Excerpted records Start Marker
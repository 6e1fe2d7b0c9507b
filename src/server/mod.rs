//! HTTP server: page routes, the search API and static files from `public_dir`

use anyhow::Result;
use axum::{
    extract::{Query, RawPathParams, State},
    handler::HandlerWithoutStateExt,
    http::StatusCode,
    response::{Html, IntoResponse, Response},
    routing::get,
    Json, Router,
};
use notify_debouncer_mini::{new_debouncer, notify::RecursiveMode};
use serde::Deserialize;
use std::net::SocketAddr;
use std::path::PathBuf;
use std::sync::Arc;
use std::time::Duration;
use tower_http::services::ServeDir;
use tower_http::trace::TraceLayer;

use crate::config::SiteConfig;
use crate::content::{FsPostRepository, PostRepository};
use crate::helpers::parse_page;
use crate::pages::{HomePage, ListingPage, PostPage, SearchPage, TagPage, TagsPage};
use crate::templates;
use crate::Folio;

/// Shared by every handler; the repository re-reads the content directory
/// on each call
#[derive(Clone)]
struct AppState {
    config: Arc<SiteConfig>,
    repo: FsPostRepository,
}

#[derive(Debug, Default, Deserialize)]
struct SearchParams {
    q: Option<String>,
    page: Option<String>,
}

/// Build the application router
pub fn router(folio: &Folio) -> Router {
    let state = AppState {
        config: Arc::new(folio.config.clone()),
        repo: folio.repository(),
    };

    let not_found_config = Arc::clone(&state.config);
    let not_found = move || {
        let config = Arc::clone(&not_found_config);
        async move { not_found_page(&config) }
    };
    let static_files = ServeDir::new(&folio.public_dir)
        .append_index_html_on_directories(true)
        .not_found_service(not_found.into_service());

    Router::new()
        .route("/", get(home))
        .route("/posts", get(listing))
        .route("/posts/page/:page", get(listing_page))
        .route("/posts/:slug", get(post))
        .route("/tags", get(tags))
        .route("/tags/:tag", get(tag))
        .route("/tags/:tag/page/:page", get(tag_page))
        .route("/search", get(search))
        .route("/api/search", get(search_api))
        .fallback_service(static_files)
        .layer(TraceLayer::new_for_http())
        .with_state(state)
}

/// Start the server
pub async fn start(folio: &Folio, ip: &str, port: u16, watch: bool) -> Result<()> {
    // Parse address - handle "localhost" specially
    let bind_ip = if ip == "localhost" { "127.0.0.1" } else { ip };
    let addr: SocketAddr = format!("{}:{}", bind_ip, port).parse()?;

    println!("Server running at http://{}:{}", ip, port);
    if watch {
        println!("Watching {} for changes...", folio.content_dir.display());
    }
    println!("Press Ctrl+C to stop.");

    if watch {
        let folio = folio.clone();
        tokio::task::spawn_blocking(move || {
            if let Err(e) = watch_and_rebuild(&folio) {
                tracing::error!("File watcher error: {}", e);
            }
        });
    }

    let listener = tokio::net::TcpListener::bind(addr).await?;
    axum::serve(listener, router(folio)).await?;

    Ok(())
}

/// Re-export the search index whenever the content directory changes
fn watch_and_rebuild(folio: &Folio) -> Result<()> {
    let (tx, rx) = std::sync::mpsc::channel();

    // Create debouncer to avoid multiple rapid rebuilds
    let mut debouncer = new_debouncer(Duration::from_millis(500), tx)?;

    if !folio.content_dir.exists() {
        tracing::warn!("Content directory {:?} does not exist", folio.content_dir);
        return Ok(());
    }
    debouncer
        .watcher()
        .watch(&folio.content_dir, RecursiveMode::Recursive)?;
    tracing::debug!("Watching: {:?}", folio.content_dir);

    loop {
        match rx.recv() {
            Ok(Ok(events)) => {
                let changed: Vec<&PathBuf> = events
                    .iter()
                    .map(|e| &e.path)
                    .filter(|p| p.extension().is_some_and(|ext| ext == "md"))
                    .collect();
                if changed.is_empty() {
                    continue;
                }

                for path in &changed {
                    tracing::info!("File changed: {}", path.display());
                }
                if let Err(e) = crate::commands::build::run(folio) {
                    tracing::error!("Search index rebuild failed: {:#}", e);
                }
            }
            Ok(Err(e)) => {
                tracing::error!("Watch error: {:?}", e);
            }
            Err(e) => {
                tracing::error!("Channel error: {:?}", e);
                break;
            }
        }
    }

    Ok(())
}

fn not_found_page(config: &SiteConfig) -> Response {
    (
        StatusCode::NOT_FOUND,
        Html(templates::render_not_found(config)),
    )
        .into_response()
}

fn internal_error(message: &str) -> Response {
    (
        StatusCode::INTERNAL_SERVER_ERROR,
        Json(serde_json::json!({ "error": message })),
    )
        .into_response()
}

/// Run a page build on the blocking pool and turn its outcome into a
/// response
async fn render<F>(state: AppState, build: F) -> Response
where
    F: FnOnce(&FsPostRepository, &SiteConfig) -> crate::Result<String> + Send + 'static,
{
    let config = Arc::clone(&state.config);
    let result = tokio::task::spawn_blocking(move || build(&state.repo, &state.config)).await;

    match result {
        Ok(Ok(html)) => Html(html).into_response(),
        Ok(Err(e)) if e.is_not_found() => {
            tracing::debug!("Not found: {}", e);
            not_found_page(&config)
        }
        Ok(Err(e)) => {
            tracing::error!("Failed to render page: {}", e);
            internal_error("Failed to render page")
        }
        Err(e) => {
            tracing::error!("Render task failed: {}", e);
            internal_error("Failed to render page")
        }
    }
}

async fn home(State(state): State<AppState>) -> Response {
    render(state, |repo, config| {
        Ok(templates::render_home(config, &HomePage::build(repo, config)))
    })
    .await
}

async fn listing(State(state): State<AppState>) -> Response {
    render(state, |repo, config| {
        let page = ListingPage::build(repo, None, config.per_page)?;
        Ok(templates::render_listing(config, &page))
    })
    .await
}

/// A route capture exactly as it appeared in the URL, still percent-encoded.
/// The page models and the repository decode it once themselves.
fn raw_param(params: &RawPathParams, name: &str) -> Option<String> {
    params
        .iter()
        .find(|(key, _)| *key == name)
        .map(|(_, value)| value.to_string())
}

async fn listing_page(State(state): State<AppState>, params: RawPathParams) -> Response {
    let Some(page) = raw_param(&params, "page").as_deref().and_then(parse_page) else {
        return not_found_page(&state.config);
    };
    render(state, move |repo, config| {
        let page = ListingPage::build(repo, Some(page), config.per_page)?;
        Ok(templates::render_listing(config, &page))
    })
    .await
}

async fn post(State(state): State<AppState>, params: RawPathParams) -> Response {
    let Some(slug) = raw_param(&params, "slug") else {
        return not_found_page(&state.config);
    };
    render(state, move |repo, config| {
        let page = PostPage::build(repo, &slug)?;
        Ok(templates::render_post(config, &page))
    })
    .await
}

async fn tags(State(state): State<AppState>) -> Response {
    render(state, |repo, config| {
        Ok(templates::render_tags(config, &TagsPage::build(repo)))
    })
    .await
}

async fn tag(State(state): State<AppState>, params: RawPathParams) -> Response {
    let Some(tag) = raw_param(&params, "tag") else {
        return not_found_page(&state.config);
    };
    render(state, move |repo, config| {
        let page = TagPage::build(repo, &tag, 1, config.per_page)?;
        Ok(templates::render_tag(config, &page))
    })
    .await
}

async fn tag_page(State(state): State<AppState>, params: RawPathParams) -> Response {
    let tag = raw_param(&params, "tag");
    let page = raw_param(&params, "page").as_deref().and_then(parse_page);
    let (Some(tag), Some(page)) = (tag, page) else {
        return not_found_page(&state.config);
    };
    render(state, move |repo, config| {
        let page = TagPage::build(repo, &tag, page, config.per_page)?;
        Ok(templates::render_tag(config, &page))
    })
    .await
}

async fn search(State(state): State<AppState>, Query(params): Query<SearchParams>) -> Response {
    let query = params.q.unwrap_or_default();
    // Anything but a positive number means the first page
    let page = params
        .page
        .as_deref()
        .and_then(parse_page)
        .filter(|&n| n > 0);

    render(state, move |repo, config| {
        let page = SearchPage::build(repo, &query, page, config.per_page)?;
        Ok(templates::render_search(config, &page))
    })
    .await
}

/// `GET /api/search?q=`: matching post metadata as JSON
async fn search_api(State(state): State<AppState>, Query(params): Query<SearchParams>) -> Response {
    let query = params.q.unwrap_or_default();
    let result = tokio::task::spawn_blocking(move || state.repo.search_posts(&query)).await;

    match result {
        Ok(posts) => Json(posts).into_response(),
        Err(e) => {
            tracing::error!("Search failed: {}", e);
            internal_error("Failed to search posts")
        }
    }
}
Excerpted records End Marker
Exercise :: Could you show every line of the material that includes the string "PathBuf"?

Output for this task ::
use std::path::PathBuf;
                let changed: Vec<&PathBuf> = events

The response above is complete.